The world, says Taleb, is a dirty place, in which the things we do not know, or cannot measure, or (most importantly) just haven’t thought about will swamp the things which we can actually calculate. Tinkering with the decimal places of how many canister balls hit the canvas screen is worse than pointless when trying to simulate real battle action, when the numbers will be changed out of recognition by a whole raft of interacting intangibles, most of which we cannot predict or even fully understand. We may be doing our best with what we can actually get a numerical handle on, but we are – to quote my grandmother yet again – whistling into a gale.
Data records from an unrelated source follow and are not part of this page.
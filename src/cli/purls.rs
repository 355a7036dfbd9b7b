//! Purls command handler.

use super::emit;
use crate::config::AppConfig;
use crate::pipeline::{exit_codes, load_sbom};
use crate::purls::purl_listing;
use anyhow::Result;
use std::path::Path;

/// List every purl of the SBOM for content scanners.
pub fn run_purls(sbom_path: &Path, config: &AppConfig) -> Result<i32> {
    let sbom = load_sbom(sbom_path)?;
    emit(&purl_listing(&sbom), config)?;
    Ok(exit_codes::SUCCESS)
}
Even the simple world of games is not clean. The odds of a head (or an eagle, or a zarg, or whatever) when tossing a coin is one half – 50% - every schoolboy knows this. If a coin turns up four tails in a row, what is the chance of a head? Again, the theory says it is still 50% - in an infinite series of tosses of our coin, we would expect 50% of the results to be heads, but 4-on-the-trot is a very small sample, and not significant. OK then – what about 99 tails in a row? What then? Well, 99-on-the-trot is not very likely, but it can happen, and the theory reassures us that there is still a 50% chance of a head on the next toss. However, at this point, you or I – or even a statistician – would start to suspect that the coin is dodgy, and tend to bet on another tail next time.
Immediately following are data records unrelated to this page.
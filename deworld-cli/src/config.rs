//! Command-line client configuration.
//!
//! Loads configuration from a TOML file with support for environment variable
//! expansion in string values. Variables use `$VAR` or `${VAR}` syntax.
//!
//! # Example Configuration
//!
//! ```toml
//! indexer_url = "https://api.studio.thegraph.com/query/deworld/v0.0.1"
//! indexer_timeout_secs = 30
//! private_key = "$WALLET_PRIVATE_KEY"
//!
//! [market]
//! marketplace = "0x9c1ab0b6f0e5bd6b3b5fb20b0f3f2e4b5f6a7c80"
//!
//! [market.stablecoin]
//! address = "0x1f4e2f4c6a1a0d0e0b5c7f0a8d4b3e2c1a0f9e8d"
//!
//! [market.paymaster]
//! address = "0x7ee9b2b9f3c0d1c2a8e5f6b4d3c2a1b0f9e8d7c6"
//! ```
//!
//! `[market.chain]` may be omitted, in which case zkSync Sepolia is used.
//!
//! # Environment Variables
//!
//! - `CONFIG` - Path to configuration file (default: `deworld.toml`)
//! - Secrets referenced by `$VAR` in the config file, usually `WALLET_PRIVATE_KEY`

use std::path::{Path, PathBuf};
use std::time::Duration;

use deworld::chain::ChainMetadata;
use deworld::config::MarketConfig;
use deworld_evm::zksync_sepolia;
use serde::{Deserialize, Serialize};
use url::Url;

/// File read when neither `--config` nor `CONFIG` is given.
pub const DEFAULT_CONFIG_PATH: &str = "deworld.toml";

/// Errors loading a [`CliConfig`].
#[derive(Debug, thiserror::Error)]
pub enum ConfigError {
    /// The file does not exist.
    #[error("configuration file {} not found", .0.display())]
    Missing(PathBuf),
    /// The file exists but could not be read.
    #[error("failed to read {}: {source}", path.display())]
    Read {
        /// File path.
        path: PathBuf,
        /// Underlying I/O error.
        #[source]
        source: std::io::Error,
    },
    /// The TOML is malformed or does not match the expected shape.
    #[error("invalid configuration: {0}")]
    Parse(#[from] toml::de::Error),
    /// The default chain could not be inserted into the document.
    #[error("invalid default chain: {0}")]
    DefaultChain(#[from] toml::ser::Error),
}

/// Top-level client configuration.
#[derive(Debug, Clone, Serialize, Deserialize)]
pub struct CliConfig {
    /// Indexing-service GraphQL endpoint.
    pub indexer_url: Url,

    /// Per-request indexer timeout in seconds (default: 30).
    #[serde(default = "default_indexer_timeout_secs")]
    pub indexer_timeout_secs: u64,

    /// Hex private key of the local wallet (default: `$WALLET_PRIVATE_KEY`).
    #[serde(default = "default_private_key")]
    pub private_key: String,

    /// Chain the local wallet starts on. Defaults to the required chain.
    #[serde(default)]
    pub wallet_chain: Option<ChainMetadata>,

    /// Marketplace deployment.
    pub market: MarketConfig,
}

fn default_private_key() -> String {
    "$WALLET_PRIVATE_KEY".to_owned()
}

const fn default_indexer_timeout_secs() -> u64 {
    30
}

impl CliConfig {
    /// Loads configuration from a specific file path.
    ///
    /// All `$VAR` / `${VAR}` references are expanded from the process
    /// environment before parsing.
    ///
    /// # Errors
    ///
    /// Returns an error if the file is missing, unreadable or malformed.
    pub fn load_from(path: &Path) -> Result<Self, ConfigError> {
        if !path.exists() {
            return Err(ConfigError::Missing(path.to_path_buf()));
        }
        let content = std::fs::read_to_string(path).map_err(|source| ConfigError::Read {
            path: path.to_path_buf(),
            source,
        })?;
        Self::parse(&content)
    }

    /// Parses a TOML document, expanding environment variables first.
    ///
    /// # Errors
    ///
    /// Returns [`ConfigError::Parse`] if the document is malformed.
    pub fn parse(content: &str) -> Result<Self, ConfigError> {
        let expanded = expand_env_vars(content);
        let mut document: toml::Table = toml::from_str(&expanded)?;
        if let Some(market) = document
            .get_mut("market")
            .and_then(toml::Value::as_table_mut)
            && !market.contains_key("chain")
        {
            market.insert("chain".to_owned(), toml::Value::try_from(zksync_sepolia())?);
        }
        let config: Self = toml::Value::Table(document).try_into()?;
        Ok(config)
    }

    /// The chain the local wallet starts on.
    #[must_use]
    pub fn starting_chain(&self) -> &ChainMetadata {
        self.wallet_chain.as_ref().unwrap_or(&self.market.chain)
    }

    /// Timeout applied to each indexer request.
    #[must_use]
    pub const fn indexer_timeout(&self) -> Duration {
        Duration::from_secs(self.indexer_timeout_secs)
    }

    /// `true` if the private key is still an unexpanded reference or empty.
    #[must_use]
    pub fn private_key_missing(&self) -> bool {
        let key = self.private_key.trim();
        key.is_empty() || key.starts_with('$')
    }
}

/// Expands `$VAR` and `${VAR}` patterns in a string from environment variables.
///
/// Unresolved variables are left as-is.
fn expand_env_vars(input: &str) -> String {
    expand_with(input, |name| std::env::var(name).ok())
}

fn expand_with(input: &str, lookup: impl Fn(&str) -> Option<String>) -> String {
    let mut result = String::with_capacity(input.len());
    let mut chars = input.chars().peekable();

    while let Some(ch) = chars.next() {
        if ch != '$' {
            result.push(ch);
            continue;
        }
        let braced = chars.peek() == Some(&'{');
        if braced {
            chars.next();
        }

        let mut name = String::new();
        while let Some(&c) = chars.peek() {
            if braced {
                if c == '}' {
                    chars.next();
                    break;
                }
            } else if !c.is_ascii_alphanumeric() && c != '_' {
                break;
            }
            name.push(c);
            chars.next();
        }

        match (name.is_empty(), lookup(&name)) {
            (false, Some(value)) => result.push_str(&value),
            (empty, _) => {
                result.push('$');
                if braced {
                    result.push('{');
                }
                if !empty {
                    result.push_str(&name);
                    if braced {
                        result.push('}');
                    }
                }
            }
        }
    }

    result
}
So where does that leave us? To be honest, I’m not entirely sure. I was brought up to trust in the purity of mathematics, but I can appreciate that calculating, for example, the effect on a raw battalion of a single volley is beset with all sorts of unknowns and things that can vary wildly from instance to instance. The WRG might expect them to lose an average of 4 figures plus 11/20 of a figure, give or take a few; even Rifles officer Simmons would have had some kind of expectation of that sort, but I suspect the fact of the matter is that a volley of 300 muskets in clear conditions at 100 paces might be expected to injure about 80 men (say), but the standard deviation is high, because of the unstable nature of the underlying probabilities, and the mixture which they present. It was not unknown for such a volley to hit no-one at all, and there must be a very slight chance that 200 men could be laid low.
We need mechanisms which give results which can be seen to be reasonable over extended experience of their use in gaming. The mechanisms should be simple to use, and they should allow a fair amount of variance – maybe more than the scientific wargamers would have claimed. We should give due weight to factors like first volley of the action (perfect loading under the NCO’s eye), and the steadiness and calibre of troops, but what exactly is due weight? Maj-Gen Hughes and our new friend Mr Taleb would agree that the things for which we cannot come up with exact numbers probably overwhelm the things for which we can.
You know what? The game is the most important thing - paramount. The more I think about this, the more attractive are the rules in Charge!, which seems a Very Good Place to End.